Karnataka polls: PM Modi attacks Congress on corruption, incompetence

Prime Minister Narendra Modi
Corruption and the Congress’s sense of entitlement was the dominant theme of Prime Minister Narendra Modi’s public meeting at Hubbali, an area in North Karnataka that is beset with an agrarian crisis.

Modi made just one reference to the problems of farmers — by citing the United Progressive Alliance (UPA) government’s statement in court that arecanut (supari) is bad for health, thus plunging arecanut growers in the region in a crisis. However, the cultivation of arecanut is widespread in coastal Karnataka that Modi visited earlier. In North Karnataka, only one district Sirsi grows arecanut, a commodity highly prized for its contribution to the gutka industry. Supari growers are wealthy and have considerable political clout in the coastal Karnataka and Shivamogga area.

Modi’s speech was a full-blown attack on the Congress for corruption and incompetence. He cited several examples, including the electrification of villages and laying a fibre optic network that the Congress had been tardy in doing but his government had completed in record time. For instance, he said between 2011 and 2014, the Congress had managed to link only 59 villages by optic fibre cable while his government had put optic fibre in 100,000 villages. Modi said of around 250 million families in India, 40 million still had to do without electricity and India would complete this task by 2022. The Hubbali Ankola railway line was launched during the Atal Behari Vajpayee regime but had languished because the state government had not taken it forward. Hubbali Dharwad was among the cities selected as Smart Cities under the central plan but of the Rs 8 billion sanctioned by the Centre, the state government had managed to spend only Rs 120 million.


Modi said one reason why Karnataka had not managed to take advantage of all central schemes was that the leadership was corrupt and worked only when contractors, agents and commissions were involved. 

Modi said both Sonia and Rahul Gandhi were out on bail because they had cases of defalcation, amounting to Rs 50 billion against them. Possibly anticipating that the same could be said of B S Yeddyurappa, Modi said the former chief minister had been cleared of all charges and that the Congress was lying when it accused the former chief minister of malfeasance.

Modi said he wanted to lay the foundations of a new India, where the civil aviation boom would transform small towns, and where people could aspire to a better life. He cited the increase in the number of companies making mobile phones during the UPA regime: There were only 2 but now 120 companies were making phones in India. He attacked the government’s critics on job creation and said the government’s policies will lead to employment. He also referred to the medical insurance and wellness programmes to say that bringing down costs of medicines and organ transplantation was a big achievement of his government. 
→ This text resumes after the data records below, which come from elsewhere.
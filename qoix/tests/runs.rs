use qoix::{
    consts::{QOI2_END_MARKER, QOI_HEADER_SIZE, QOI_OP_RUN},
    Format, Pixel, PixelLayout, PixelSource, QoiDecodeContext, QoiEncodeContext,
};

const RUN_LENGTHS: [u32; 6] = [1, 61, 62, 63, 3720, 3721];

fn solid(width: u32, color: [u8; 3]) -> Vec<u8> {
    color.repeat(width as usize)
}

fn body(format: Format, encoded: &[u8]) -> &[u8] {
    let end = encoded.len() - format.end_marker.map_or(0, |m| m.len());
    &encoded[QOI_HEADER_SIZE..end]
}

#[test]
fn solid_rows_roundtrip() {
    for format in [Format::QOI, Format::QOI2] {
        for width in RUN_LENGTHS {
            for color in [[0, 0, 0], [12, 200, 7]] {
                let data = solid(width, color);
                let source = PixelSource::from_bytes(width, 1, PixelLayout::RGB, &data).unwrap();
                let encoded = QoiEncodeContext::encode_to_vec(format, &source).unwrap();

                let mut decoded: Vec<Pixel> = Vec::new();
                QoiDecodeContext::decode(format, &encoded[..], &mut decoded)
                    .unwrap()
                    .complete()
                    .unwrap();

                assert_eq!(decoded.len(), width as usize);
                assert!(
                    decoded.iter().all(|&p| p == Pixel::rgb(color[0], color[1], color[2])),
                    "{} run of {width} x {color:?}",
                    format.name()
                );
            }
        }
    }
}

#[test]
fn qoi_splits_runs_at_62() {
    let data = solid(63, [0, 0, 0]);
    let source = PixelSource::from_bytes(63, 1, PixelLayout::RGB, &data).unwrap();
    let encoded = QoiEncodeContext::encode_to_vec(Format::QOI, &source).unwrap();

    assert_eq!(body(Format::QOI, &encoded), [QOI_OP_RUN | 61, QOI_OP_RUN]);
}

#[test]
fn qoi_run_count() {
    for (width, runs) in [(1, 1), (61, 1), (62, 1), (63, 2), (3720, 60), (3721, 61)] {
        let data = solid(width, [0, 0, 0]);
        let source = PixelSource::from_bytes(width, 1, PixelLayout::RGB, &data).unwrap();
        let encoded = QoiEncodeContext::encode_to_vec(Format::QOI, &source).unwrap();

        let body = body(Format::QOI, &encoded);
        assert_eq!(body.len(), runs, "{width} pixels");
        assert!(body.iter().all(|&op| op & 0b1100_0000 == QOI_OP_RUN));
    }
}

#[test]
fn qoi2_chains_runs() {
    for (width, ops) in [
        (1, vec![0]),
        (60, vec![59]),
        (61, vec![0, 0]),
        (3660, vec![59, 59]),
        (3661, vec![0, 0, 0]),
        (3721, vec![0, 1, 0]),
    ] {
        let data = solid(width, [0, 0, 0]);
        let source = PixelSource::from_bytes(width, 1, PixelLayout::RGB, &data).unwrap();
        let encoded = QoiEncodeContext::encode_to_vec(Format::QOI2, &source).unwrap();

        let expected = ops.iter().map(|&v| QOI_OP_RUN | v).collect::<Vec<_>>();
        assert_eq!(body(Format::QOI2, &encoded), expected, "{width} pixels");
        assert!(encoded.ends_with(&QOI2_END_MARKER));
    }
}

#[test]
fn runs_are_clamped_to_image() {
    // 2x1 image followed by a single run of 62
    let mut stream = b"qoif".to_vec();
    stream.extend_from_slice(&[0, 0, 0, 2, 0, 0, 0, 1, 3, 0, QOI_OP_RUN | 61]);

    let mut decoded: Vec<Pixel> = Vec::new();
    let result = QoiDecodeContext::decode(Format::QOI, &stream[..], &mut decoded)
        .unwrap()
        .complete()
        .unwrap();

    assert_eq!(result.pixels, 2);
    assert_eq!(decoded, [Pixel::OPAQUE_BLACK; 2]);
}

#[test]
fn qoi2_run_multiplier_resets() {
    // run, RGB, run: the second run must not inherit the multiplier of the first
    let mut stream = b"qoi2".to_vec();
    stream.extend_from_slice(&[0, 0, 0, 70, 0, 0, 0, 1, 3, 0]);
    stream.extend_from_slice(&[QOI_OP_RUN, 0xFE, 10, 20, 30, QOI_OP_RUN]);

    let mut decoded: Vec<Pixel> = Vec::new();
    let result = QoiDecodeContext::decode(Format::QOI2, &stream[..], &mut decoded).unwrap();

    assert_eq!(result.pixels, 3);
    assert_eq!(
        decoded,
        [Pixel::OPAQUE_BLACK, Pixel::rgb(10, 20, 30), Pixel::rgb(10, 20, 30)]
    );
}
//! The 64-entry table of recently seen colors.

use crate::{consts::QOI_CACHE_SIZE, utils::hash, Pixel};

/// How colors are assigned to color table slots.
#[derive(Debug, Clone, Copy, PartialEq, Eq)]
pub enum CachePolicy {
    /// QOI: one slot per hash value, last write wins.
    Hashed,
    /// QOI2: slots are filled round-robin in insertion order and searched linearly.
    Recent,
}

#[derive(Debug, Clone)]
pub struct ColorCache {
    policy: CachePolicy,
    slots: [Pixel; QOI_CACHE_SIZE],
    /// Next slot `observe` writes to under [`CachePolicy::Recent`].
    cursor: u8,
}

impl ColorCache {
    pub const fn new(policy: CachePolicy) -> Self {
        Self {
            policy,
            slots: [Pixel::TRANSPARENT_BLACK; QOI_CACHE_SIZE],
            cursor: 0,
        }
    }

    #[inline]
    pub const fn policy(&self) -> CachePolicy {
        self.policy
    }

    /// Records `pixel` and returns the slot it was stored in.
    #[inline]
    pub fn observe(&mut self, pixel: Pixel) -> u8 {
        let slot = match self.policy {
            CachePolicy::Hashed => hash(pixel),
            CachePolicy::Recent => {
                let slot = self.cursor;
                self.cursor = (self.cursor + 1) & 0b11_1111;
                slot
            }
        };

        self.slots[usize::from(slot)] = pixel;
        slot
    }

    /// Returns a slot currently holding exactly `pixel`.
    ///
    /// Under [`CachePolicy::Hashed`] only the pixel's own hash slot is considered, so a color
    /// displaced by a hash collision is not found. Under [`CachePolicy::Recent`] the lowest
    /// matching slot is returned.
    #[inline]
    pub fn find(&self, pixel: Pixel) -> Option<u8> {
        match self.policy {
            CachePolicy::Hashed => {
                let slot = hash(pixel);
                (self.slots[usize::from(slot)] == pixel).then_some(slot)
            }
            CachePolicy::Recent => self
                .slots
                .iter()
                .position(|&p| p == pixel)
                .map(|slot| slot as u8),
        }
    }

    /// The pixel stored in `slot`. Only the lower 6 bits of `slot` are used.
    #[inline]
    pub fn get(&self, slot: u8) -> Pixel {
        self.slots[usize::from(slot & 0b11_1111)]
    }
}
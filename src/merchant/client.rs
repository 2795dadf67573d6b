use crate::config::{ApiEndpoints, Credentials, RetryPolicy, RunOptions};
use crate::http::build_client;
use crate::merchant::{
    MerchantError, ProductApi, SearchResponse, StatusResponse, SubmitResponse, TokenProvider,
};
use async_trait::async_trait;
use reqwest::{Client, Method, StatusCode};
use serde::de::DeserializeOwned;
use serde_json::{Value, json};
use thiserror::Error;
use tokio::time::sleep;
use tracing::{debug, warn};

/// Why a single attempt failed. Every variant is retried.
#[derive(Debug, Error)]
enum AttemptFailure {
    #[error("{0}")]
    Auth(MerchantError),
    #[error("unauthorized, token refreshed")]
    Unauthorized,
    #[error("transport error: {0}")]
    Transport(String),
    #[error("HTTP {status}: {body}")]
    Status { status: u16, body: String },
    #[error("response is not json: {0}")]
    Body(String),
}

impl AttemptFailure {
    fn status(&self) -> Option<u16> {
        match self {
            AttemptFailure::Unauthorized => Some(StatusCode::UNAUTHORIZED.as_u16()),
            AttemptFailure::Status { status, .. } => Some(*status),
            _ => None,
        }
    }
}

pub struct MerchantClient {
    http: Client,
    endpoints: ApiEndpoints,
    tokens: TokenProvider,
    retry: RetryPolicy,
}

impl MerchantClient {
    pub fn new(endpoints: ApiEndpoints, credentials: Credentials, options: &RunOptions) -> Self {
        let http = build_client();
        let tokens = TokenProvider::new(
            http.clone(),
            endpoints.login_url(),
            credentials,
            options.token_ttl,
        );
        Self {
            http,
            endpoints,
            tokens,
            retry: options.retry,
        }
    }

    async fn request<T: DeserializeOwned>(
        &self,
        method: Method,
        url: &str,
        body: Option<&Value>,
    ) -> Result<T, MerchantError> {
        let mut attempt = 0;
        let value = loop {
            attempt += 1;
            match self.attempt(method.clone(), url, body).await {
                Ok(value) => break value,
                Err(failure) if attempt >= self.retry.max_attempts => {
                    return Err(MerchantError::Request {
                        method: method.to_string(),
                        url: url.to_string(),
                        status: failure.status(),
                        attempts: attempt,
                        detail: failure.to_string(),
                    });
                }
                Err(failure) => {
                    let delay = self.retry.delay_after(attempt);
                    warn!(
                        target = "bulk.api",
                        method = %method,
                        url,
                        attempt,
                        error = %failure,
                        "request attempt failed, retrying in {delay:?}"
                    );
                    sleep(delay).await;
                }
            }
        };
        serde_json::from_value(value).map_err(|err| MerchantError::Decode {
            url: url.to_string(),
            detail: err.to_string(),
        })
    }

    async fn attempt(
        &self,
        method: Method,
        url: &str,
        body: Option<&Value>,
    ) -> Result<Value, AttemptFailure> {
        let token = self.tokens.get().await.map_err(AttemptFailure::Auth)?;
        let mut request = self.http.request(method, url).bearer_auth(&token);
        if let Some(payload) = body {
            request = request.json(payload);
        }
        let response = request
            .send()
            .await
            .map_err(|err| AttemptFailure::Transport(err.to_string()))?;

        let status = response.status();
        if status == StatusCode::UNAUTHORIZED {
            self.tokens
                .refresh_rejected(&token)
                .await
                .map_err(AttemptFailure::Auth)?;
            return Err(AttemptFailure::Unauthorized);
        }

        let text = response
            .text()
            .await
            .map_err(|err| AttemptFailure::Transport(err.to_string()))?;
        if !status.is_success() {
            return Err(AttemptFailure::Status {
                status: status.as_u16(),
                body: text,
            });
        }
        debug!(target = "bulk.api", url, status = status.as_u16(), "response received");
        serde_json::from_str(&text).map_err(|err| AttemptFailure::Body(err.to_string()))
    }
}

#[async_trait]
impl ProductApi for MerchantClient {
    async fn authenticate(&self) -> Result<(), MerchantError> {
        self.tokens.refresh().await.map(|_| ())
    }

    async fn search(&self, identifier: &str) -> Result<SearchResponse, MerchantError> {
        let body = json!({
            "bu_code": self.endpoints.bu_code,
            "store_sku_ids": [identifier],
        });
        self.request(Method::POST, &self.endpoints.search_url(), Some(&body))
            .await
    }

    async fn submit(&self, payload: &Value) -> Result<SubmitResponse, MerchantError> {
        self.request(Method::POST, &self.endpoints.edit_url(), Some(payload))
            .await
    }

    async fn fetch_status(&self, record_id: &str) -> Result<StatusResponse, MerchantError> {
        self.request(Method::GET, &self.endpoints.status_url(record_id), None)
            .await
    }
}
For the most part, the crowd was responsive, especially on issues of corruption — except when he specifically referred to Siddaramaiah, the response was somewhat subdued. 


Modi’s parting shot, however, charging Siddaramaiah with superstition for changing a new car simply because a crow had sat on its roof, drew an appreciative response, especially when he said that these days, Siddaramaiah must be going around town with lemons in his pocket because these are supposed to drive the evil eye away.